Las reuniones de trabajo

Publicado el 25/01/2026

Llama la atención el alivio que sienten algunos ejecutivos cuando se enteran de que la reunión que tenían programada para ese día ha sido cancelada. Por observación —y no por estadísticas—, me atrevo a decir que este alivio, expresado con exclamaciones de júbilo casi eufóricas, es mayor en la medida en que la cancelación se anuncie más cerca de la hora programada. Llama la atención porque, siendo vox populi que este comportamiento es común entre los ejecutivos, las empresas se empeñan en seguir apostando por esta forma de trabajo.

Por un lado, las empresas insisten en organizar reuniones; por el otro, los ejecutivos esperan anhelantes que estas se cancelen para empezar a dar hurras. Figura contradictoria que obliga a replantear el sentido y la oportunidad de las reuniones, ya que parece que no son solo excesivas, sino carentes de sentido, por lo cual la sensación de que se está perdiendo el tiempo tiene una base más real de lo que se reconoce. 

Quienes tienen la capacidad de convocar reuniones deberían preguntarse, en primer lugar, de qué manera va a aportar una al trabajo del área o la empresa. Y, en segundo lugar, qué resultado se espera. Si después de pensarlo se llega al convencimiento de que una reunión es la mejor forma de discutir determinado asunto, monitorear el avance de las tareas proyectadas o fomentar la interacción entre determinadas personas con el fin de generar innovación, enhorabuena. 

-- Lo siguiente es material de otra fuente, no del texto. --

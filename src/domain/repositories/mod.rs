//! Repository trait definitions for the domain layer.
//!
//! - [`ArtworkRepository`] - Paginated, read-only artwork listing
//!
//! Mock implementations are generated via `mockall` for unit tests.

pub mod artwork_repository;

pub use artwork_repository::ArtworkRepository;

#[cfg(test)]
pub use artwork_repository::MockArtworkRepository;
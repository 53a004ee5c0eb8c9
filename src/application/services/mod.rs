//! Business logic services for the application layer.

pub mod selection_service;

pub use selection_service::SelectionService;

Otro asunto importante es la cantidad de asistentes. Contrariamente a lo que se piensa, cuantos menos sean, mejor. Algunos expertos consideran que tres es el número ideal para lograr un intercambio productivo. Como dijo el líder sindical norteamericano Lane Kirkland: “La eficacia de una reunión es inversamente proporcional al número de participantes”. 

En toda reunión, la conducción y el registro son dos actividades esenciales. Debe haber siempre un responsable de conducir la reunión: una persona con autoridad y la capacidad de redirigir el diálogo si un participante se desvía del tema, moderar el debate, motivar las intervenciones y resumir con claridad los acuerdos. De preferencia, esta misma persona debe hacer un registro lo más preciso posible de la reunión a fin de que no se pierdan las ideas generadas por la interacción de los participantes y además pueda hacerse un seguimiento de los compromisos y acuerdos a los que se llegue.

“Quienes tienen la capacidad de convocar reuniones deberían preguntarse, en primer lugar, de qué manera va a aportar una al trabajo del área o la empresa.”